Einerkandidatur der Luzerner FDP: Demut steht Liberalen gut

Die FDP des Kantons Luzern will ihren Regierungsratssitz mit Fabian Peter verteidigen. Der Entscheid gegen ein Zweierticket ist ein Zeichen für gesunden Realismus.
Alexander von Däniken
Alexander von Däniken.

Alexander von Däniken.

Der Plan des Luzerner FDP-Vorstands war ambitiös: Statt «nur» den freiwerdenden Sitz von Robert Küng zu verteidigen, sollen im Sommer 2019 gleich zwei Liberale als Regierungsräte vereidigt werden. Aus der Zweierkandidatur wurde am Donnerstagabend nichts. Zu schwach waren die Argumente. Sie reichten von «Chancen nutzen» bis zu «Mut haben».
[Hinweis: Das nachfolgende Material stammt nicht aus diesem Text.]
//! Terminal rendering of battle logs and reports.

use clash_core::{BattleLog, BattleOutcome, BattleResult, LogCategory, LogEntry};
use clash_runtime::{BattleReport, SideOutcome};
use console::{StyledObject, style};

/// Styles one log line by category.
pub fn styled_entry(entry: &LogEntry) -> StyledObject<&str> {
    let text = entry.text.as_str();
    match entry.category {
        LogCategory::Intro => style(text).italic().dim(),
        LogCategory::Round => style(text).bold().cyan(),
        LogCategory::Upgrade => style(text).green(),
        LogCategory::Algorithm => style(text).magenta(),
        LogCategory::Special => style(text).bold().magenta(),
        LogCategory::Whiff | LogCategory::Dodge => style(text).dim(),
        LogCategory::Crit => style(text).bold().yellow(),
        LogCategory::Attack => style(text),
        LogCategory::Defeat => style(text).bold().red(),
        LogCategory::Draw | LogCategory::BattleOver => style(text).bold().white(),
    }
}

pub fn print_log(log: &BattleLog) {
    for entry in log.iter() {
        if entry.category == LogCategory::Round {
            println!();
        }
        println!("{}", styled_entry(entry));
    }
    println!();
}

/// Final tally shared by `simulate` and `replay`.
pub fn print_result(result: &BattleResult) {
    println!("{}", style("=== Result ===").bold().green());
    println!(
        "  {} {}",
        style("Winner:").bold().cyan(),
        style(result.winner_name()).bold()
    );
    println!("  {} {}", style("Reason:").bold().cyan(), result.end_reason);
    println!("  {} {}", style("Rounds:").bold().cyan(), result.rounds);
    println!("  {} {}", style("Seed:").bold().cyan(), result.seed);

    for combatant in &result.combatants {
        println!(
            "  {:<16} hp {:>3}/{:<3}  energy {:>3}/{:<3}  dealt {:>4}  crits {:>2}  dodges {:>2}",
            combatant.name,
            combatant.hp,
            combatant.max_hp,
            combatant.energy,
            combatant.max_energy,
            combatant.damage_dealt,
            combatant.critical_hits,
            combatant.dodges,
        );
    }
}

pub fn print_sides(sides: &[SideOutcome; 2]) {
    for side in sides {
        let outcome = match side.outcome {
            BattleOutcome::Win => style(side.outcome.to_string()).green(),
            BattleOutcome::Lose => style(side.outcome.to_string()).red(),
            BattleOutcome::Draw => style(side.outcome.to_string()).yellow(),
        };
        println!(
            "  {:<16} {:<5} {:>3} pts  consumed: {}",
            side.name,
            outcome,
            side.points,
            upgrade_list(side),
        );
    }
}

fn upgrade_list(side: &SideOutcome) -> String {
    if side.consumed_upgrades.is_empty() {
        return "none".to_string();
    }
    side.consumed_upgrades
        .iter_names()
        .map(|(name, _)| name.to_ascii_lowercase())
        .collect::<Vec<_>>()
        .join(", ")
}

pub fn print_report(report: &BattleReport) {
    print_log(&report.result.log);
    print_result(&report.result);
    print_sides(&report.sides);
}
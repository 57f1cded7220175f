//! One-shot special abilities.

use crate::config::BattleConfig;
use crate::engine::{BattleLog, LogCategory};
use crate::env::RandomSource;
use crate::state::{Combatant, SpecialEffect};
use crate::stats::StatKind;

use super::upkeep::{percent_of, pick_two_stats};

pub const MELTDOWN_PROC_PERCENT: i32 = 30;
pub const MELTDOWN_DEFENSE_PERCENT: i32 = -20;
pub const FORTRESS_DEFENSE_PERCENT: i32 = 30;
pub const FORTRESS_CLK_PERCENT: i32 = -20;
pub const RESTORE_PERCENT: u32 = 25;
pub const SURGE_PERCENT: i32 = 15;

/// Whether `combatant`'s special should fire on its turn in `round`.
///
/// Fires when HP is strictly below the configured share of max HP, or once
/// the trigger round is reached. Never fires twice or without a special.
pub fn should_trigger(combatant: &Combatant, round: u32, config: &BattleConfig) -> bool {
    combatant.special.is_some()
        && !combatant.ability_used
        && (combatant.hp_below_percent(config.special_hp_threshold_percent)
            || round >= config.special_trigger_round)
}

/// Activates the special if its trigger condition holds.
///
/// Returns the effect that fired. Only `quantum_surge` consumes draws (two).
pub fn trigger_special(
    combatant: &mut Combatant,
    round: u32,
    config: &BattleConfig,
    rng: &mut impl RandomSource,
    log: &mut BattleLog,
) -> Option<SpecialEffect> {
    if !should_trigger(combatant, round, config) {
        return None;
    }
    let effect = combatant.special?;
    combatant.ability_used = true;

    let detail = match effect {
        SpecialEffect::CoreMeltdown => {
            let (proc_old, proc_new) = StatKind::Proc.scale(combatant, MELTDOWN_PROC_PERCENT);
            let (def_old, def_new) = StatKind::Defense.scale(combatant, MELTDOWN_DEFENSE_PERCENT);
            format!("PROC {proc_old} -> {proc_new}, DEF {def_old} -> {def_new}")
        }
        SpecialEffect::FortressProtocol => {
            let (def_old, def_new) = StatKind::Defense.scale(combatant, FORTRESS_DEFENSE_PERCENT);
            let (clk_old, clk_new) = StatKind::Clk.scale(combatant, FORTRESS_CLK_PERCENT);
            format!("DEF {def_old} -> {def_new}, CLK {clk_old} -> {clk_new}")
        }
        SpecialEffect::SystemRestore => {
            let healed = combatant.heal(percent_of(combatant.max_hp, RESTORE_PERCENT));
            let gained = combatant.gain_energy(percent_of(combatant.max_energy, RESTORE_PERCENT));
            format!("+{healed} HP, +{gained} energy")
        }
        SpecialEffect::QuantumSurge => {
            let [first, second] = pick_two_stats(rng);
            let (a_old, a_new) = first.scale(combatant, SURGE_PERCENT);
            let (b_old, b_new) = second.scale(combatant, SURGE_PERCENT);
            format!(
                "{} {a_old} -> {a_new}, {} {b_old} -> {b_new}",
                first.label(),
                second.label()
            )
        }
        SpecialEffect::TimeDilation => {
            combatant.extra_attacks += 1;
            "gains a bonus attack this round".to_string()
        }
    };

    log.push(
        LogCategory::Special,
        format!(
            "{} activates {}: {}",
            combatant.name,
            effect.display_name(),
            detail
        ),
    );
    Some(effect)
}

#[cfg(test)]
mod tests {
    use super::*;
    use crate::env::BattleRng;
    use crate::state::CombatantBuilder;

    fn bot(special: SpecialEffect) -> Combatant {
        CombatantBuilder::new("Spec", 100, 100)
            .proc(20)
            .defense(20)
            .clk(20)
            .luck(20)
            .logic(20)
            .special(special)
            .build()
    }

    fn fire(combatant: &mut Combatant, round: u32) -> Option<SpecialEffect> {
        let mut rng = BattleRng::new(3);
        let mut log = BattleLog::new();
        trigger_special(combatant, round, &BattleConfig::default(), &mut rng, &mut log)
    }

    #[test]
    fn waits_for_low_hp_or_trigger_round() {
        let config = BattleConfig::default();
        let mut combatant = bot(SpecialEffect::CoreMeltdown);
        assert!(!should_trigger(&combatant, 4, &config));
        assert!(should_trigger(&combatant, 5, &config));

        combatant.hp = 39;
        assert!(should_trigger(&combatant, 1, &config));
    }

    #[test]
    fn fires_at_most_once() {
        let mut combatant = bot(SpecialEffect::CoreMeltdown);
        assert_eq!(fire(&mut combatant, 5), Some(SpecialEffect::CoreMeltdown));
        assert!(combatant.ability_used);
        assert_eq!(fire(&mut combatant, 6), None);
        assert_eq!(combatant.proc, 26);
    }

    #[test]
    fn core_meltdown_trades_defense_for_power() {
        let mut combatant = bot(SpecialEffect::CoreMeltdown);
        fire(&mut combatant, 5);
        assert_eq!((combatant.proc, combatant.defense), (26, 16));
    }

    #[test]
    fn fortress_protocol_trades_speed_for_defense() {
        let mut combatant = bot(SpecialEffect::FortressProtocol);
        fire(&mut combatant, 5);
        assert_eq!((combatant.defense, combatant.clk), (26, 16));
    }

    #[test]
    fn system_restore_clamps_resources() {
        let mut combatant = bot(SpecialEffect::SystemRestore);
        combatant.hp = 30;
        combatant.energy = 90;
        fire(&mut combatant, 1);
        assert_eq!(combatant.hp, 55);
        assert_eq!(combatant.energy, 100);
    }

    #[test]
    fn quantum_surge_boosts_two_stats() {
        let mut combatant = bot(SpecialEffect::QuantumSurge);
        fire(&mut combatant, 5);
        let boosted = StatKind::ALL
            .iter()
            .filter(|stat| stat.get(&combatant) == 23)
            .count();
        assert_eq!(boosted, 2);
    }

    #[test]
    fn time_dilation_queues_bonus_attack() {
        let mut combatant = bot(SpecialEffect::TimeDilation);
        fire(&mut combatant, 5);
        assert_eq!(combatant.extra_attacks, 1);
    }

    #[test]
    fn no_special_is_a_no_op() {
        let mut combatant = CombatantBuilder::new("Plain", 100, 100).build();
        combatant.hp = 1;
        assert_eq!(fire(&mut combatant, 9), None);
        assert!(!combatant.ability_used);
    }
}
Die Parteibasis wies zu Recht darauf hin, dass die FDP als drittstärkste Kantonsratsfraktion rechnerisch keinen Anspruch auf zwei Regierungsmandate hat. Dafür stehen die Chancen gut, dass Fabian Peter im nächsten Frühling schon im ersten Wahlgang gewählt wird. Die Delegierten setzten also auf Realismus und Demut. Dazu passte auch die Nomination von Fabian Peter. Der Hobbyjodler und Schwingfan gilt als bodenständiger und «echter» Gewerbler – und ist dank des Einertickets so gut wie gewählt.

Der Entscheid für das Einerticket ist also kein Signal für Mutlosigkeit, wie es Präsident Markus Zenklusen ausdrückt. Sondern ein Zeichen für gesunden Realismus.